What’s more, you should most likely set the --timeout parameter to the value of –query.timeout that you have on your Thanos Query node. This helps to mimic the exact thing your users would do in the worst-case i.e. waiting the whole time period until they’d their results.

Things To Look For

Of course, you need to follow the application-specific metrics. For that, I would recommend you to import the dashboards from here.

As you can see in this Thanos Sidecar dashboard, running with even a few workers immediately leads to a huge increase in resource consumption:

Screenshot showing that the test has started i.e. rate of gRPC calls jumped to a couple thousand every second

There are the three golden signals you should look out for in those dashboards:

  • Request rate
  • Error rate
  • Duration

All of the ideal values of those metrics are specific to your service level. Obviously, in a perfect world, you should be able to handle as many requests as possible with the least amount of duration and with no errors. Normally, you’d look at the 99th percentile of durations:

Screenshot showing Thanos Sidecar requests p99 on my local computer

This is a very small duration because I am running it on my own computer.
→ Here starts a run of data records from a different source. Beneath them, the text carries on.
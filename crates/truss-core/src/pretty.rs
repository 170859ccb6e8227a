//! Human-readable ASCII solver formatting.

use std::fmt::Write as _;

use truss_expr::{near_zero, LinearExpr};

use crate::solver::Solver;

const PREVIEW_ROWS: usize = 20;
const PREVIEW_TERMS: usize = 30;

/// Formatting controls for pretty-print output.
#[derive(Debug, Clone, Copy)]
pub struct PrettyPrintOptions {
    /// Maximum number of tableau rows to render.
    pub rows: Option<usize>,
    /// Maximum number of terms to render per expression.
    pub terms: Option<usize>,
}

impl PrettyPrintOptions {
    /// Preview mode used by terse displays.
    pub fn preview() -> Self {
        Self {
            rows: Some(PREVIEW_ROWS),
            terms: Some(PREVIEW_TERMS),
        }
    }

    /// Full mode with no truncation.
    pub fn full() -> Self {
        Self {
            rows: None,
            terms: None,
        }
    }
}

impl Solver {
    /// Render the solver state to ASCII: objective row, tableau rows,
    /// infeasible set, and bookkeeping counts.
    pub fn format_ascii(&self, options: PrettyPrintOptions) -> String {
        let mut lines = Vec::new();
        let objective = self.objective();

        let z_row = self.tableau().row(&objective);
        match z_row {
            Some(row) => lines.push(format!(
                "Objective: {}",
                format_linear_expression(row, options.terms)
            )),
            None => lines.push("Objective: (missing)".to_string()),
        }

        let total_rows = self
            .tableau()
            .rows()
            .filter(|(basic, _)| **basic != objective)
            .count();
        let row_limit = options.rows.unwrap_or(total_rows).min(total_rows);
        lines.push(format!("Rows ({total_rows}):"));
        if row_limit == 0 {
            lines.push(" (none)".to_string());
        }
        for (basic, expr) in self
            .tableau()
            .rows()
            .filter(|(basic, _)| **basic != objective)
            .take(row_limit)
        {
            lines.push(format!(
                " {} = {}",
                basic.name(),
                format_linear_expression(expr, options.terms)
            ));
        }
        if row_limit < total_rows {
            lines.push(format!(" ... ({} more rows)", total_rows - row_limit));
        }

        let infeasible = self.tableau().infeasible_rows();
        if !infeasible.is_empty() {
            let names: Vec<&str> = infeasible.iter().map(|v| v.name()).collect();
            lines.push(format!("Infeasible: {}", names.join(", ")));
        }

        lines.push(format!(
            "Constraints: {}  Edit variables: {}  Columns: {}",
            self.num_constraints(),
            self.num_edit_vars(),
            self.tableau().num_columns(),
        ));

        lines.join("\n")
    }
}

fn format_linear_expression(expr: &LinearExpr, max_terms: Option<usize>) -> String {
    let mut rendered = String::new();
    let constant = expr.constant();
    let mut wrote = false;
    if !near_zero(constant) || expr.is_constant() {
        rendered.push_str(&format_ascii_number(constant));
        wrote = true;
    }

    let total = expr.num_terms();
    let term_limit = max_terms.unwrap_or(total).min(total);
    for (v, coeff) in expr.terms().iter().take(term_limit) {
        let negative = *coeff < 0.0;
        let magnitude = coeff.abs();
        let body = if near_zero(magnitude - 1.0) {
            v.name().to_string()
        } else {
            format!("{} {}", format_ascii_number(magnitude), v.name())
        };
        if wrote {
            let _ = write!(rendered, " {} {}", if negative { "-" } else { "+" }, body);
        } else {
            if negative {
                rendered.push('-');
            }
            rendered.push_str(&body);
            wrote = true;
        }
    }
    if term_limit < total {
        let _ = write!(rendered, " + ... ({} more terms)", total - term_limit);
    }
    rendered
}

/// Compact numeric rendering for pretty-print output: pivot noise is
/// rounded away and whole numbers print without a fractional part.
pub fn format_ascii_number(value: f64) -> String {
    // Also catches -0.0, which compares equal to zero.
    if value == 0.0 {
        return "0".to_string();
    }
    let rounded = (value * 1e9).round() / 1e9;
    if rounded == rounded.trunc() && rounded.abs() < 1e15 {
        format!("{}", rounded as i64)
    } else {
        // f64 Display picks the shortest form; non-finite values
        // (which the tableau should never carry) render as-is.
        format!("{rounded}")
    }
}

#[cfg(test)]
mod tests {
    use super::{format_ascii_number, PrettyPrintOptions};
    use crate::solver::Solver;
    use truss_expr::Variable;

    #[test]
    fn format_ascii_number_trims_zeros() {
        assert_eq!(format_ascii_number(10.0), "10");
        assert_eq!(format_ascii_number(-0.25), "-0.25");
        assert_eq!(format_ascii_number(0.0), "0");
        assert_eq!(format_ascii_number(-0.0), "0");
        assert_eq!(format_ascii_number(0.1 + 0.2), "0.3");
        assert_eq!(format_ascii_number(f64::INFINITY), "inf");
        assert_eq!(format_ascii_number(f64::NEG_INFINITY), "-inf");
    }

    #[test]
    fn format_ascii_shows_rows_and_counts() {
        let mut solver = Solver::new();
        let x = Variable::new("x");
        solver.add_constraint(&x.eq_scalar(10.0)).expect("add");

        let rendered = solver.format_ascii(PrettyPrintOptions::full());
        assert!(rendered.starts_with("Objective:"));
        assert!(rendered.contains("x = 10"));
        assert!(rendered.contains("Constraints: 1"));
    }

    #[test]
    fn format_ascii_preview_truncates_rows() {
        let mut solver = Solver::new();
        for i in 0..25 {
            let v = Variable::new(format!("v{i}"));
            solver.add_constraint(&v.eq_scalar(i as f64)).expect("add");
        }
        let rendered = solver.format_ascii(PrettyPrintOptions::preview());
        assert!(rendered.contains("... (5 more rows)"));
    }
}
Also, operating system-level metrics are very important as well. You can get them by installing node_exporter or wmi_exporter with their respective dashboards. RAM consumption should ideally be maximally around 80% to have some margin in case you will want to perform some RAM heavy operations. CPU and other resources are reflected via the latency metrics provided by Thanos.

I think all of the things related to stress testing a live Thanos deployment should be covered by this article. Obviously, improvements are always possible so feel free to open up a pull request on thanosbench and/or comment down below if you notice any issues!